• Task to complete
When you reply, transcribe every line of the data below exactly.

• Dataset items
//! SQLite-backed binding store.

use std::path::PathBuf;
use std::sync::Arc;

use async_trait::async_trait;
use chrono::{DateTime, TimeZone, Utc};
use rusqlite::{params, Connection, ErrorCode, OptionalExtension, Row};
use tokio::sync::Mutex;

use super::{AsyncTaskBinding, BindingError, BindingStore, NewBinding, TaskType};
use crate::channel::ChannelType;

const SCHEMA: &str = r#"
PRAGMA journal_mode = WAL;

CREATE TABLE IF NOT EXISTS async_task_bindings (
    task_id TEXT PRIMARY KEY NOT NULL,
    task_type TEXT NOT NULL,
    user_id INTEGER NOT NULL,
    token_id INTEGER NOT NULL,
    channel_id INTEGER NOT NULL,
    channel_type TEXT NOT NULL,
    origin_model TEXT NOT NULL,
    actual_model TEXT NOT NULL,
    created_at INTEGER NOT NULL,
    updated_at INTEGER NOT NULL,
    last_accessed_at INTEGER NOT NULL
);

CREATE INDEX IF NOT EXISTS idx_bindings_channel ON async_task_bindings(channel_id);
"#;

const SELECT_COLUMNS: &str = "SELECT task_id, task_type, user_id, token_id, channel_id, channel_type,
        origin_model, actual_model, created_at, updated_at, last_accessed_at
     FROM async_task_bindings WHERE task_id = ?1";

pub struct SqliteBindingStore {
    conn: Arc<Mutex<Connection>>,
}

impl SqliteBindingStore {
    pub async fn open(db_path: PathBuf) -> Result<Self, BindingError> {
        if let Some(parent) = db_path.parent().filter(|p| !p.as_os_str().is_empty()) {
            tokio::fs::create_dir_all(parent)
                .await
                .map_err(|e| BindingError::Storage(format!("Failed to create db dir: {}", e)))?;
        }

        let path_for_log = db_path.clone();
        let conn = tokio::task::spawn_blocking(move || {
            let conn = Connection::open(&db_path)
                .map_err(|e| format!("Failed to open SQLite database: {}", e))?;
            conn.execute_batch(SCHEMA)
                .map_err(|e| format!("Failed to run schema: {}", e))?;
            Ok::<_, String>(conn)
        })
        .await
        .map_err(|e| BindingError::Storage(format!("Task join error: {}", e)))?
        .map_err(BindingError::Storage)?;

        tracing::info!(path = %path_for_log.display(), "Opened task binding database");
        Ok(Self {
            conn: Arc::new(Mutex::new(conn)),
        })
    }
}

fn millis(t: DateTime<Utc>) -> i64 {
    t.timestamp_millis()
}

fn from_millis(ms: i64) -> DateTime<Utc> {
    Utc.timestamp_millis_opt(ms).single().unwrap_or_default()
}

fn row_to_binding(row: &Row<'_>) -> rusqlite::Result<AsyncTaskBinding> {
    let task_type: String = row.get(1)?;
    let channel_type: String = row.get(5)?;
    let bad_text = |idx: usize, value: &str| {
        rusqlite::Error::FromSqlConversionFailure(
            idx,
            rusqlite::types::Type::Text,
            format!("unknown value '{}'", value).into(),
        )
    };
    Ok(AsyncTaskBinding {
        task_id: row.get(0)?,
        task_type: TaskType::parse(&task_type).ok_or_else(|| bad_text(1, &task_type))?,
        user_id: row.get(2)?,
        token_id: row.get(3)?,
        channel_id: row.get(4)?,
        channel_type: ChannelType::from_id(&channel_type)
            .ok_or_else(|| bad_text(5, &channel_type))?,
        origin_model: row.get(6)?,
        actual_model: row.get(7)?,
        created_at: from_millis(row.get(8)?),
        updated_at: from_millis(row.get(9)?),
        last_accessed_at: from_millis(row.get(10)?),
    })
}

#[async_trait]
impl BindingStore for SqliteBindingStore {
    fn is_persistent(&self) -> bool {
        true
    }

    async fn create(&self, binding: NewBinding) -> Result<AsyncTaskBinding, BindingError> {
        let conn = Arc::clone(&self.conn);
        let binding = binding.into_binding(Utc::now());
        tokio::task::spawn_blocking(move || {
            let conn = conn.blocking_lock();
            let inserted = conn.execute(
                "INSERT INTO async_task_bindings (task_id, task_type, user_id, token_id, channel_id,
                     channel_type, origin_model, actual_model, created_at, updated_at, last_accessed_at)
                 VALUES (?1, ?2, ?3, ?4, ?5, ?6, ?7, ?8, ?9, ?10, ?11)",
                params![
                    binding.task_id,
                    binding.task_type.as_str(),
                    binding.user_id,
                    binding.token_id,
                    binding.channel_id,
                    binding.channel_type.id(),
                    binding.origin_model,
                    binding.actual_model,
                    millis(binding.created_at),
                    millis(binding.updated_at),
                    millis(binding.last_accessed_at),
                ],
            );
            match inserted {
                Ok(_) => Ok(binding),
                Err(rusqlite::Error::SqliteFailure(e, _))
                    if e.code == ErrorCode::ConstraintViolation =>
                {
                    Err(BindingError::Conflict(binding.task_id))
                }
                Err(e) => Err(BindingError::Storage(e.to_string())),
            }
        })
        .await
        .map_err(|e| BindingError::Storage(format!("Task join error: {}", e)))?
    }

    async fn resolve(&self, task_id: &str) -> Result<AsyncTaskBinding, BindingError> {
        let conn = Arc::clone(&self.conn);
        let task_id = task_id.to_string();
        tokio::task::spawn_blocking(move || {
            let conn = conn.blocking_lock();
            let changed = conn
                .execute(
                    "UPDATE async_task_bindings
                     SET last_accessed_at = MAX(last_accessed_at, ?2)
                     WHERE task_id = ?1",
                    params![task_id, millis(Utc::now())],
                )
                .map_err(|e| BindingError::Storage(e.to_string()))?;
            if changed == 0 {
                return Err(BindingError::NotFound(task_id));
            }
            conn.query_row(SELECT_COLUMNS, params![task_id], row_to_binding)
                .map_err(|e| BindingError::Storage(e.to_string()))
        })
        .await
        .map_err(|e| BindingError::Storage(format!("Task join error: {}", e)))?
    }

    async fn get(&self, task_id: &str) -> Result<Option<AsyncTaskBinding>, BindingError> {
        let conn = Arc::clone(&self.conn);
        let task_id = task_id.to_string();
        tokio::task::spawn_blocking(move || {
            let conn = conn.blocking_lock();
            conn.query_row(SELECT_COLUMNS, params![task_id], row_to_binding)
                .optional()
                .map_err(|e| BindingError::Storage(e.to_string()))
        })
        .await
        .map_err(|e| BindingError::Storage(format!("Task join error: {}", e)))?
    }
}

• Exercise result
//! SQLite-backed binding store.

use std::path::PathBuf;
use std::sync::Arc;

use async_trait::async_trait;
use chrono::{DateTime, TimeZone, Utc};
use rusqlite::{params, Connection, ErrorCode, OptionalExtension, Row};
use tokio::sync::Mutex;

use super::{AsyncTaskBinding, BindingError, BindingStore, NewBinding, TaskType};
use crate::channel::ChannelType;

const SCHEMA: &str = r#"
PRAGMA journal_mode = WAL;

CREATE TABLE IF NOT EXISTS async_task_bindings (
    task_id TEXT PRIMARY KEY NOT NULL,
    task_type TEXT NOT NULL,
    user_id INTEGER NOT NULL,
    token_id INTEGER NOT NULL,
    channel_id INTEGER NOT NULL,
    channel_type TEXT NOT NULL,
    origin_model TEXT NOT NULL,
    actual_model TEXT NOT NULL,
    created_at INTEGER NOT NULL,
    updated_at INTEGER NOT NULL,
    last_accessed_at INTEGER NOT NULL
);

CREATE INDEX IF NOT EXISTS idx_bindings_channel ON async_task_bindings(channel_id);
"#;

const SELECT_COLUMNS: &str = "SELECT task_id, task_type, user_id, token_id, channel_id, channel_type,
        origin_model, actual_model, created_at, updated_at, last_accessed_at
     FROM async_task_bindings WHERE task_id = ?1";

pub struct SqliteBindingStore {
    conn: Arc<Mutex<Connection>>,
}

impl SqliteBindingStore {
    pub async fn open(db_path: PathBuf) -> Result<Self, BindingError> {
        if let Some(parent) = db_path.parent().filter(|p| !p.as_os_str().is_empty()) {
            tokio::fs::create_dir_all(parent)
                .await
                .map_err(|e| BindingError::Storage(format!("Failed to create db dir: {}", e)))?;
        }

        let path_for_log = db_path.clone();
        let conn = tokio::task::spawn_blocking(move || {
            let conn = Connection::open(&db_path)
                .map_err(|e| format!("Failed to open SQLite database: {}", e))?;
            conn.execute_batch(SCHEMA)
                .map_err(|e| format!("Failed to run schema: {}", e))?;
            Ok::<_, String>(conn)
        })
        .await
        .map_err(|e| BindingError::Storage(format!("Task join error: {}", e)))?
        .map_err(BindingError::Storage)?;

        tracing::info!(path = %path_for_log.display(), "Opened task binding database");
        Ok(Self {
            conn: Arc::new(Mutex::new(conn)),
        })
    }
}

fn millis(t: DateTime<Utc>) -> i64 {
    t.timestamp_millis()
}

fn from_millis(ms: i64) -> DateTime<Utc> {
    Utc.timestamp_millis_opt(ms).single().unwrap_or_default()
}

fn row_to_binding(row: &Row<'_>) -> rusqlite::Result<AsyncTaskBinding> {
    let task_type: String = row.get(1)?;
    let channel_type: String = row.get(5)?;
    let bad_text = |idx: usize, value: &str| {
        rusqlite::Error::FromSqlConversionFailure(
            idx,
            rusqlite::types::Type::Text,
            format!("unknown value '{}'", value).into(),
        )
    };
    Ok(AsyncTaskBinding {
        task_id: row.get(0)?,
        task_type: TaskType::parse(&task_type).ok_or_else(|| bad_text(1, &task_type))?,
        user_id: row.get(2)?,
        token_id: row.get(3)?,
        channel_id: row.get(4)?,
        channel_type: ChannelType::from_id(&channel_type)
            .ok_or_else(|| bad_text(5, &channel_type))?,
        origin_model: row.get(6)?,
        actual_model: row.get(7)?,
        created_at: from_millis(row.get(8)?),
        updated_at: from_millis(row.get(9)?),
        last_accessed_at: from_millis(row.get(10)?),
    })
}

#[async_trait]
impl BindingStore for SqliteBindingStore {
    fn is_persistent(&self) -> bool {
        true
    }

    async fn create(&self, binding: NewBinding) -> Result<AsyncTaskBinding, BindingError> {
        let conn = Arc::clone(&self.conn);
        let binding = binding.into_binding(Utc::now());
        tokio::task::spawn_blocking(move || {
            let conn = conn.blocking_lock();
            let inserted = conn.execute(
                "INSERT INTO async_task_bindings (task_id, task_type, user_id, token_id, channel_id,
                     channel_type, origin_model, actual_model, created_at, updated_at, last_accessed_at)
                 VALUES (?1, ?2, ?3, ?4, ?5, ?6, ?7, ?8, ?9, ?10, ?11)",
                params![
                    binding.task_id,
                    binding.task_type.as_str(),
                    binding.user_id,
                    binding.token_id,
                    binding.channel_id,
                    binding.channel_type.id(),
                    binding.origin_model,
                    binding.actual_model,
                    millis(binding.created_at),
                    millis(binding.updated_at),
                    millis(binding.last_accessed_at),
                ],
            );
            match inserted {
                Ok(_) => Ok(binding),
                Err(rusqlite::Error::SqliteFailure(e, _))
                    if e.code == ErrorCode::ConstraintViolation =>
                {
                    Err(BindingError::Conflict(binding.task_id))
                }
                Err(e) => Err(BindingError::Storage(e.to_string())),
            }
        })
        .await
        .map_err(|e| BindingError::Storage(format!("Task join error: {}", e)))?
    }

    async fn resolve(&self, task_id: &str) -> Result<AsyncTaskBinding, BindingError> {
        let conn = Arc::clone(&self.conn);
        let task_id = task_id.to_string();
        tokio::task::spawn_blocking(move || {
            let conn = conn.blocking_lock();
            let changed = conn
                .execute(
                    "UPDATE async_task_bindings
                     SET last_accessed_at = MAX(last_accessed_at, ?2)
                     WHERE task_id = ?1",
                    params![task_id, millis(Utc::now())],
                )
                .map_err(|e| BindingError::Storage(e.to_string()))?;
            if changed == 0 {
                return Err(BindingError::NotFound(task_id));
            }
            conn.query_row(SELECT_COLUMNS, params![task_id], row_to_binding)
                .map_err(|e| BindingError::Storage(e.to_string()))
        })
        .await
        .map_err(|e| BindingError::Storage(format!("Task join error: {}", e)))?
    }

    async fn get(&self, task_id: &str) -> Result<Option<AsyncTaskBinding>, BindingError> {
        let conn = Arc::clone(&self.conn);
        let task_id = task_id.to_string();
        tokio::task::spawn_blocking(move || {
            let conn = conn.blocking_lock();
            conn.query_row(SELECT_COLUMNS, params![task_id], row_to_binding)
                .optional()
                .map_err(|e| BindingError::Storage(e.to_string()))
        })
        .await
        .map_err(|e| BindingError::Storage(format!("Task join error: {}", e)))?
    }
}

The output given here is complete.